= Beginning of Section =

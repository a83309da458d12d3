//! Small plugins used by the unit tests.

use std::sync::atomic::{AtomicUsize, Ordering};

use async_trait::async_trait;
use serde_json::{Map, Value};

use crate::conflict::{Conflict, Resolution};
use crate::errors::{ApplyError, ConflictDetectionError, ParseError, PluginError};
use crate::models::{DiffReport, EntityKind, LixFile, Snapshot};
use crate::plugin::{Capabilities, ConflictArgs, Entity, Plugin};

/// Owns JSON objects of the form `{"<id>": <value>, ...}`; each member is a
/// `record` entity `{id, value}`.
pub struct RecordPlugin {
    key: String,
    glob: String,
    setup_calls: AtomicUsize,
    source_wins: bool,
    broken_detection: bool,
}

impl RecordPlugin {
    pub fn new(key: &str, glob: &str) -> Self {
        Self {
            key: key.to_string(),
            glob: glob.to_string(),
            setup_calls: AtomicUsize::new(0),
            source_wins: false,
            broken_detection: false,
        }
    }

    /// Resolve every conflict in favour of the source replica.
    pub fn source_wins(mut self) -> Self {
        self.source_wins = true;
        self
    }

    /// Report conflicts itself, and always fail doing so.
    pub fn broken_detection(mut self) -> Self {
        self.broken_detection = true;
        self
    }

    pub fn setup_calls(&self) -> usize {
        self.setup_calls.load(Ordering::SeqCst)
    }

    pub fn file(id: &str, path: &str, json: Value) -> LixFile {
        LixFile::new(id, path, serde_json::to_vec(&json).unwrap())
    }

    pub fn record(id: &str, value: impl Into<Value>) -> Snapshot {
        Snapshot::new(id).with_field("value", value)
    }
}

#[async_trait]
impl Plugin for RecordPlugin {
    fn key(&self) -> &str {
        &self.key
    }

    fn glob(&self) -> &str {
        &self.glob
    }

    fn capabilities(&self) -> Capabilities {
        let mut caps = Capabilities::for_kinds([EntityKind::Record]);
        if self.source_wins {
            caps = caps.with_resolution();
        }
        if self.broken_detection {
            caps = caps.with_conflict_reporting();
        }
        caps
    }

    async fn setup(&self) -> Result<(), PluginError> {
        self.setup_calls.fetch_add(1, Ordering::SeqCst);
        Ok(())
    }

    fn parse(&self, file: &LixFile) -> Result<Vec<Entity>, ParseError> {
        if file.data.is_empty() {
            return Ok(Vec::new());
        }
        let object: Map<String, Value> =
            serde_json::from_slice(&file.data).map_err(|e| ParseError::Malformed {
                plugin: self.key.clone(),
                path: file.path.clone(),
                detail: e.to_string(),
            })?;
        Ok(object
            .into_iter()
            .map(|(id, value)| Entity::new(EntityKind::Record, Self::record(&id, value)))
            .collect())
    }

    fn serialize(&self, _base: &LixFile, entities: &[Entity]) -> Result<Vec<u8>, ApplyError> {
        let object: Map<String, Value> = entities
            .iter()
            .map(|e| {
                let value = e.snapshot.get("value").cloned().unwrap_or(Value::Null);
                (e.snapshot.id.clone(), value)
            })
            .collect();
        serde_json::to_vec(&object).map_err(|e| ApplyError::Serialize(e.to_string()))
    }

    async fn report_conflicts(
        &self,
        args: ConflictArgs<'_>,
    ) -> Result<Vec<Conflict>, ConflictDetectionError> {
        Err(ConflictDetectionError::Plugin {
            plugin: self.key.clone(),
            detail: format!("history for '{}' is unreadable", args.file_id),
        })
    }

    async fn try_resolve_conflict(&self, conflict: &Conflict) -> Result<Resolution, PluginError> {
        if !self.source_wins {
            return Ok(Resolution::Unresolved);
        }
        Ok(Resolution::Resolved {
            change: conflict.change_a.clone(),
        })
    }
}

/// Contributes a single `bundle` entity summarising any file's size through a
/// whole-file diff.
pub struct SizePlugin;

impl SizePlugin {
    fn summary(file: &LixFile) -> Snapshot {
        Snapshot::new("size").with_field("bytes", file.data.len() as u64)
    }
}

#[async_trait]
impl Plugin for SizePlugin {
    fn key(&self) -> &str {
        "size"
    }

    fn glob(&self) -> &str {
        "**/*"
    }

    fn capabilities(&self) -> Capabilities {
        Capabilities::for_kinds([EntityKind::Bundle]).with_whole_file_diff()
    }

    fn parse(&self, file: &LixFile) -> Result<Vec<Entity>, ParseError> {
        Ok(vec![Entity::new(EntityKind::Bundle, Self::summary(file))])
    }

    fn serialize(&self, base: &LixFile, _entities: &[Entity]) -> Result<Vec<u8>, ApplyError> {
        Ok(base.data.clone())
    }

    async fn diff_file(
        &self,
        old: Option<&LixFile>,
        neu: Option<&LixFile>,
    ) -> Result<Vec<DiffReport>, PluginError> {
        let old = old.map(Self::summary);
        let neu = neu.map(Self::summary);
        Ok(crate::plugin::default_entity_diff(EntityKind::Bundle, old.as_ref(), neu.as_ref())
            .into_iter()
            .collect())
    }
}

= End of Section =

- _Task description_
Copy each line of the listing above that includes the word "summary".

- _Answer box_
    fn summary(file: &LixFile) -> Snapshot {
        Ok(vec![Entity::new(EntityKind::Bundle, Self::summary(file))])
        let old = old.map(Self::summary);
        let neu = neu.map(Self::summary);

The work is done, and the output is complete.